> [MATERIAL FOR THIS TASK]
//! Single vs hybrid reconnaissance comparison

use crate::config::{HybridSettings, ScanConfig};
use crate::error::ScanResult;
use crate::network::Technique;
use crate::report::{ComparisonReport, ReportKind, SessionRef, Verdict};
use crate::scanner::{ScanContext, ScanEngine, ScanSession};
use serde::{Deserialize, Serialize};
use std::collections::BTreeMap;

pub const SERVICE_DELTA: &str = "service_delta";
pub const TIME_OVERHEAD_PCT: &str = "time_overhead_pct";
pub const DETECTION_RISK_DELTA: &str = "detection_risk_delta";

/// Derived comparison figures
#[derive(Debug, Clone, Copy, PartialEq, Serialize, Deserialize)]
pub struct HybridAdvantage {
    pub service_delta: i64,
    pub time_overhead_pct: f64,
    pub detection_risk_delta: f64,
}

/// Both sessions plus the report derived from them
#[derive(Debug, Clone, Serialize, Deserialize)]
pub struct HybridOutcome {
    pub single: ScanSession,
    pub hybrid: ScanSession,
    pub advantage: HybridAdvantage,
    pub report: ComparisonReport,
}

/// Compares tcp_connect probing alone against probing plus service detection
#[derive(Debug, Clone)]
pub struct HybridComparator {
    overhead_threshold_pct: f64,
    parallel: bool,
}

impl Default for HybridComparator {
    fn default() -> Self {
        Self::from_settings(&HybridSettings::default())
    }
}

impl HybridComparator {
    pub fn new(overhead_threshold_pct: f64) -> Self {
        Self {
            overhead_threshold_pct,
            parallel: false,
        }
    }

    pub fn from_settings(settings: &HybridSettings) -> Self {
        Self {
            overhead_threshold_pct: settings.overhead_threshold_pct,
            parallel: settings.parallel,
        }
    }

    /// Run both configurations at the same time, each with its own context
    pub fn parallel(mut self, parallel: bool) -> Self {
        self.parallel = parallel;
        self
    }

    pub fn overhead_threshold_pct(&self) -> f64 {
        self.overhead_threshold_pct
    }

    /// Derive the advantage figures from two finished sessions.
    pub fn advantage(single: &ScanSession, hybrid: &ScanSession) -> HybridAdvantage {
        let single_metrics = single.metrics();
        let hybrid_metrics = hybrid.metrics();
        let service_delta =
            hybrid_metrics.services_identified as i64 - single_metrics.services_identified as i64;
        let time_overhead_pct = if single_metrics.elapsed_secs > 0.0 {
            (hybrid_metrics.elapsed_secs - single_metrics.elapsed_secs)
                / single_metrics.elapsed_secs
                * 100.0
        } else {
            0.0
        };
        HybridAdvantage {
            service_delta,
            time_overhead_pct,
            detection_risk_delta: single_metrics.stealthiness - hybrid_metrics.stealthiness,
        }
    }

    pub fn verdict(&self, advantage: &HybridAdvantage) -> Verdict {
        if advantage.service_delta <= 0 {
            Verdict::SingleSufficient
        } else if advantage.time_overhead_pct <= self.overhead_threshold_pct {
            Verdict::HybridSuperior
        } else {
            Verdict::Inconclusive
        }
    }

    /// Pure comparison of two finished sessions. A cancelled session only
    /// ever yields an inconclusive verdict.
    pub fn evaluate(&self, single: &ScanSession, hybrid: &ScanSession) -> ComparisonReport {
        let advantage = Self::advantage(single, hybrid);
        let verdict = if single.is_cancelled() || hybrid.is_cancelled() {
            Verdict::Inconclusive
        } else {
            self.verdict(&advantage)
        };

        let mut deltas = BTreeMap::new();
        deltas.insert(SERVICE_DELTA.to_string(), advantage.service_delta as f64);
        deltas.insert(TIME_OVERHEAD_PCT.to_string(), advantage.time_overhead_pct);
        deltas.insert(DETECTION_RISK_DELTA.to_string(), advantage.detection_risk_delta);

        let mut warnings = Vec::new();
        for session in [single, hybrid] {
            if session.is_cancelled() {
                warnings.push(format!(
                    "{} session {} was cancelled; figures cover partial results only",
                    session.technique(),
                    session.id()
                ));
            }
        }

        ComparisonReport::new(
            ReportKind::Hybrid,
            vec![SessionRef::from(single), SessionRef::from(hybrid)],
            deltas,
            verdict,
            warnings,
        )
    }

    /// Scan with both configurations and compare.
    ///
    /// `base` supplies target, ports and timing; its technique is overridden.
    pub async fn run(&self, base: &ScanConfig, context: &ScanContext) -> ScanResult<HybridOutcome> {
        let single_engine = ScanEngine::new(base.clone().with_technique(Technique::TcpConnect))?
            .with_context(context.child());
        let hybrid_engine = ScanEngine::new(base.clone().with_technique(Technique::Hybrid))?
            .with_context(context.child());

        let (single, hybrid) = if self.parallel {
            let (single, hybrid) = tokio::join!(single_engine.scan(), hybrid_engine.scan());
            (single?, hybrid?)
        } else {
            let single = single_engine.scan().await?;
            let hybrid = hybrid_engine.scan().await?;
            (single, hybrid)
        };

        let report = self.evaluate(&single, &hybrid);
        let advantage = Self::advantage(&single, &hybrid);
        log::info!(
            "Hybrid comparison for {}: {} ({:+} services, {:.1}% overhead)",
            base.target,
            report.verdict(),
            advantage.service_delta,
            advantage.time_overhead_pct
        );
        Ok(HybridOutcome {
            advantage,
            single,
            hybrid,
            report,
        })
    }
}

#[cfg(test)]
mod tests {
    use super::*;

    #[test]
    fn verdict_rules() {
        let comparator = HybridComparator::new(25.0);
        let adv = |service_delta, time_overhead_pct| HybridAdvantage {
            service_delta,
            time_overhead_pct,
            detection_risk_delta: 0.0,
        };
        assert_eq!(comparator.verdict(&adv(1, 11.0)), Verdict::HybridSuperior);
        assert_eq!(comparator.verdict(&adv(1, 25.0)), Verdict::HybridSuperior);
        assert_eq!(comparator.verdict(&adv(2, 40.0)), Verdict::Inconclusive);
        assert_eq!(comparator.verdict(&adv(0, 1.0)), Verdict::SingleSufficient);
        assert_eq!(comparator.verdict(&adv(-1, 1.0)), Verdict::SingleSufficient);
    }
}
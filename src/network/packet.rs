//! TCP segment crafting and reply parsing for half-open scans

use pnet::packet::ip::IpNextHeaderProtocols;
use pnet::packet::ipv4::Ipv4Packet;
use pnet::packet::tcp::{MutableTcpPacket, TcpFlags, TcpPacket};
use rand::Rng;
use std::net::Ipv4Addr;

pub const TCP_HEADER_LEN: usize = 20;

/// Builder for a bare TCP SYN segment.
///
/// The kernel prepends the IP header on an `IPPROTO_TCP` raw socket, so only
/// the TCP header is produced here; the checksum still covers the IPv4
/// pseudo-header.
pub struct SynPacketBuilder {
    source_ip: Ipv4Addr,
    dest_ip: Ipv4Addr,
    source_port: u16,
    dest_port: u16,
    seq_num: u32,
    window_size: u16,
}

impl SynPacketBuilder {
    pub fn new(source_ip: Ipv4Addr, dest_ip: Ipv4Addr, source_port: u16, dest_port: u16) -> Self {
        Self {
            source_ip,
            dest_ip,
            source_port,
            dest_port,
            seq_num: rand::thread_rng().gen(),
            window_size: 1024,
        }
    }

    pub fn seq_num(mut self, seq_num: u32) -> Self {
        self.seq_num = seq_num;
        self
    }

    pub fn window_size(mut self, window_size: u16) -> Self {
        self.window_size = window_size;
        self
    }

    pub fn build(self) -> Vec<u8> {
        let mut buf = vec![0u8; TCP_HEADER_LEN];
        if let Some(mut tcp) = MutableTcpPacket::new(&mut buf) {
            tcp.set_source(self.source_port);
            tcp.set_destination(self.dest_port);
            tcp.set_sequence(self.seq_num);
            tcp.set_acknowledgement(0);
            tcp.set_data_offset(5);
            tcp.set_flags(TcpFlags::SYN);
            tcp.set_window(self.window_size);
            tcp.set_urgent_ptr(0);
            let checksum =
                pnet::packet::tcp::ipv4_checksum(&tcp.to_immutable(), &self.source_ip, &self.dest_ip);
            tcp.set_checksum(checksum);
        }
        buf
    }
}

/// Answer to a SYN probe
#[derive(Debug, Clone, Copy, PartialEq, Eq)]
pub enum SynReply {
    SynAck,
    Reset,
}

/// Parse a datagram read from a raw TCP socket (IP header included).
///
/// Returns `None` for anything that is not an answer from `remote:remote_port`
/// to our `local_port`.
pub fn parse_syn_reply(
    packet: &[u8],
    remote: Ipv4Addr,
    remote_port: u16,
    local_port: u16,
) -> Option<SynReply> {
    let ip = Ipv4Packet::new(packet)?;
    if ip.get_next_level_protocol() != IpNextHeaderProtocols::Tcp || ip.get_source() != remote {
        return None;
    }

    let header_len = ip.get_header_length() as usize * 4;
    let tcp = TcpPacket::new(packet.get(header_len..)?)?;
    if tcp.get_source() != remote_port || tcp.get_destination() != local_port {
        return None;
    }

    let flags = tcp.get_flags();
    if flags & TcpFlags::RST != 0 {
        Some(SynReply::Reset)
    } else if flags & (TcpFlags::SYN | TcpFlags::ACK) == TcpFlags::SYN | TcpFlags::ACK {
        Some(SynReply::SynAck)
    } else {
        None
    }
}
//! Service detection: banner retrieval plus signature matching on open ports

pub mod banner;
pub mod signatures;

pub use banner::BannerGrabber;
pub use signatures::{match_banner, SignatureMatch};

use crate::error::{ScanError, ScanResult};
use crate::network::ProbeResult;
use serde::{Deserialize, Serialize};
use std::collections::HashMap;
use std::net::IpAddr;
use std::sync::Arc;
use std::time::Duration;
use tokio::sync::{mpsc, Semaphore};
use tokio::task::JoinSet;
use tokio_util::sync::CancellationToken;

/// Packets one banner exchange puts on the wire: handshake, prompt, teardown
pub const PACKETS_PER_DETECTION: u64 = 5;

/// Service detector settings
#[derive(Debug, Clone, PartialEq, Serialize, Deserialize)]
#[serde(default)]
pub struct DetectorConfig {
    /// Detections running at once, independent of the probe pool
    pub concurrency: usize,
    /// Upper bound for one banner exchange
    pub banner_timeout_ms: u64,
    /// How long to wait for an unsolicited greeting before prompting
    pub passive_wait_ms: u64,
    pub max_banner_len: usize,
    /// Ports where a TLS handshake is attempted first
    pub tls_ports: Vec<u16>,
}

impl Default for DetectorConfig {
    fn default() -> Self {
        Self {
            concurrency: 20,
            banner_timeout_ms: 1500,
            passive_wait_ms: 800,
            max_banner_len: 200,
            tls_ports: vec![443, 8443],
        }
    }
}

impl DetectorConfig {
    pub fn validate(&self) -> ScanResult<()> {
        if self.concurrency == 0 {
            return Err(ScanError::ConfigError(
                "detector concurrency must be greater than 0".to_string(),
            ));
        }
        if self.banner_timeout_ms == 0 {
            return Err(ScanError::ConfigError(
                "banner timeout must be greater than 0".to_string(),
            ));
        }
        Ok(())
    }
}

/// What the detector learned about one open port
#[derive(Debug, Clone, PartialEq, Serialize, Deserialize)]
pub struct Detection {
    pub port: u16,
    pub service: Option<String>,
    pub version: Option<String>,
    pub banner: Option<String>,
    pub confidence: f64,
}

impl Detection {
    /// Enrich an open result. The banner is always recorded; the service
    /// only replaces an existing one when this detection is at least as
    /// confident.
    pub fn apply_to(&self, result: &mut ProbeResult) {
        if !result.is_open() || result.port != self.port {
            return;
        }
        if self.banner.is_some() {
            result.banner = self.banner.clone();
        }
        if self.service.is_some() && self.confidence >= result.confidence {
            result.service = self.service.clone();
            result.version = self.version.clone();
            result.confidence = self.confidence;
        }
    }
}

/// Second pass over open ports
#[derive(Debug, Clone)]
pub struct ServiceDetector {
    config: DetectorConfig,
    grabber: BannerGrabber,
}

impl ServiceDetector {
    pub fn new(config: DetectorConfig) -> Self {
        let grabber = BannerGrabber::new(
            Duration::from_millis(config.banner_timeout_ms),
            Duration::from_millis(config.passive_wait_ms.min(config.banner_timeout_ms)),
            config.tls_ports.clone(),
        );
        Self { config, grabber }
    }

    pub fn config(&self) -> &DetectorConfig {
        &self.config
    }

    /// Detect the service on a single open port
    pub async fn detect(&self, ip: IpAddr, port: u16) -> Detection {
        let raw = self.grabber.grab(ip, port).await;
        let matched = match_banner(port, raw.as_deref());
        let banner = raw
            .as_deref()
            .and_then(|b| banner::sanitize_banner(b, self.config.max_banner_len));
        log::debug!(
            "{}:{} -> {:?} (confidence {:.1})",
            ip,
            port,
            matched.service,
            matched.confidence
        );
        Detection {
            port,
            service: matched.service,
            version: matched.version,
            banner,
            confidence: matched.confidence,
        }
    }

    /// Detect services on a fixed set of open ports
    pub async fn detect_all(&self, ip: IpAddr, ports: &[u16]) -> Vec<Detection> {
        let (tx, rx) = mpsc::unbounded_channel();
        for &port in ports {
            let _ = tx.send(port);
        }
        drop(tx);
        let mut detections: Vec<Detection> = self
            .run_stream(ip, rx, CancellationToken::new())
            .await
            .into_values()
            .collect();
        detections.sort_by_key(|d| d.port);
        detections
    }

    /// Consume open ports as they are discovered until the sender closes.
    ///
    /// Cancellation stops new detections and aborts running ones.
    pub async fn run_stream(
        &self,
        ip: IpAddr,
        mut open_ports: mpsc::UnboundedReceiver<u16>,
        cancel: CancellationToken,
    ) -> HashMap<u16, Detection> {
        let semaphore = Arc::new(Semaphore::new(self.config.concurrency.max(1)));
        let mut tasks: JoinSet<Detection> = JoinSet::new();
        let mut detections = HashMap::new();

        loop {
            let port = tokio::select! {
                biased;
                _ = cancel.cancelled() => break,
                Some(done) = tasks.join_next(), if !tasks.is_empty() => {
                    if let Ok(detection) = done {
                        detections.insert(detection.port, detection);
                    }
                    continue;
                }
                next = open_ports.recv() => match next {
                    Some(port) => port,
                    None => break,
                },
            };

            let permit = tokio::select! {
                _ = cancel.cancelled() => break,
                permit = semaphore.clone().acquire_owned() => match permit {
                    Ok(permit) => permit,
                    Err(_) => break,
                },
            };
            let detector = self.clone();
            tasks.spawn(async move {
                let _permit = permit;
                detector.detect(ip, port).await
            });
        }

        if cancel.is_cancelled() {
            tasks.abort_all();
        }
        while let Some(done) = tasks.join_next().await {
            if let Ok(detection) = done {
                detections.insert(detection.port, detection);
            }
        }
        detections
    }
}

#[cfg(test)]
mod tests {
    use super::*;
    use crate::network::PortState;
    use tokio::io::AsyncWriteExt;
    use tokio::net::TcpListener;

    #[test]
    fn detection_keeps_stronger_existing_service() {
        let mut result = ProbeResult::new(8080, PortState::Open).with_service("http-proxy", 0.3);
        let weak = Detection {
            port: 8080,
            service: None,
            version: None,
            banner: Some("hello".into()),
            confidence: 0.0,
        };
        weak.apply_to(&mut result);
        assert_eq!(result.service.as_deref(), Some("http-proxy"));
        assert_eq!(result.banner.as_deref(), Some("hello"));

        let strong = Detection {
            port: 8080,
            service: Some("http".into()),
            version: Some("1.24.0".into()),
            banner: None,
            confidence: 1.0,
        };
        strong.apply_to(&mut result);
        assert_eq!(result.service.as_deref(), Some("http"));
        assert_eq!(result.confidence, 1.0);
    }

    #[test]
    fn closed_ports_are_never_enriched() {
        let mut result = ProbeResult::new(22, PortState::Closed);
        Detection {
            port: 22,
            service: Some("ssh".into()),
            version: None,
            banner: None,
            confidence: 0.8,
        }
        .apply_to(&mut result);
        assert!(result.service.is_none());
    }

    #[tokio::test]
    async fn detects_ssh_greeting() {
        let listener = TcpListener::bind("127.0.0.1:0").await.unwrap();
        let port = listener.local_addr().unwrap().port();
        tokio::spawn(async move {
            while let Ok((mut sock, _)) = listener.accept().await {
                let _ = sock.write_all(b"SSH-2.0-OpenSSH_9.6p1\r\n").await;
            }
        });

        let detector = ServiceDetector::new(DetectorConfig::default());
        let detections = detector.detect_all("127.0.0.1".parse().unwrap(), &[port]).await;
        assert_eq!(detections.len(), 1);
        assert_eq!(detections[0].service.as_deref(), Some("ssh"));
        assert_eq!(detections[0].version.as_deref(), Some("9.6p1"));
        assert_eq!(detections[0].confidence, 1.0);
        assert_eq!(detections[0].banner.as_deref(), Some("SSH-2.0-OpenSSH_9.6p1"));
    }

    #[test]
    fn zero_concurrency_is_invalid() {
        let config = DetectorConfig {
            concurrency: 0,
            ..DetectorConfig::default()
        };
        assert!(config.validate().is_err());
    }
}
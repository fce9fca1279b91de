//! Entry points for library users

use crate::benchmark::{BenchmarkOrchestrator, BenchmarkOutcome, ToolAdapter};
use crate::config::ScanConfig;
use crate::error::ScanResult;
use crate::hybrid::{HybridComparator, HybridOutcome};
use crate::metrics::GroundTruth;
use crate::network::Technique;
use crate::scanner::{ScanContext, ScanEngine, ScanSession};
use crate::utils::port_spec::PortSpec;
use crate::utils::target_parser::Target;
use std::sync::Arc;

/// Scan one target with one technique.
///
/// Configuration problems are returned before any probe is sent.
pub async fn scan(
    target: Target,
    ports: PortSpec,
    technique: Technique,
    concurrency: usize,
    timeout_ms: u64,
    reference: Option<GroundTruth>,
) -> ScanResult<ScanSession> {
    let mut config = ScanConfig::new(target, ports)
        .with_technique(technique)
        .with_concurrency(concurrency)
        .with_timeout(timeout_ms);
    if let Some(reference) = reference {
        config = config.with_reference(reference);
    }
    ScanEngine::new(config)?.scan().await
}

/// Run the engine and the given tools against the same target and ports.
pub async fn compare_benchmark(
    target: Target,
    ports: PortSpec,
    adapters: Vec<Arc<dyn ToolAdapter>>,
) -> ScanResult<BenchmarkOutcome> {
    let orchestrator = adapters.into_iter().fold(
        BenchmarkOrchestrator::new(ScanConfig::new(target, ports))?,
        |orchestrator, adapter| orchestrator.with_adapter(adapter),
    );
    Ok(orchestrator.run().await)
}

/// Compare tcp_connect probing alone against probing plus service detection.
pub async fn compare_hybrid(
    target: Target,
    ports: PortSpec,
    overhead_threshold_pct: f64,
) -> ScanResult<HybridOutcome> {
    HybridComparator::new(overhead_threshold_pct)
        .run(&ScanConfig::new(target, ports), &ScanContext::new())
        .await
}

> [PROMPT] When you reach the line holding "Some(SynReply::Reset)" in the records above, begin reproducing exactly, stop after the line holding "use tokio::task::JoinSet;", and output nothing else.

> [OUTPUT OF THE TASK]
        Some(SynReply::Reset)
    } else if flags & (TcpFlags::SYN | TcpFlags::ACK) == TcpFlags::SYN | TcpFlags::ACK {
        Some(SynReply::SynAck)
    } else {
        None
    }
}
//! Service detection: banner retrieval plus signature matching on open ports

pub mod banner;
pub mod signatures;

pub use banner::BannerGrabber;
pub use signatures::{match_banner, SignatureMatch};

use crate::error::{ScanError, ScanResult};
use crate::network::ProbeResult;
use serde::{Deserialize, Serialize};
use std::collections::HashMap;
use std::net::IpAddr;
use std::sync::Arc;
use std::time::Duration;
use tokio::sync::{mpsc, Semaphore};
use tokio::task::JoinSet;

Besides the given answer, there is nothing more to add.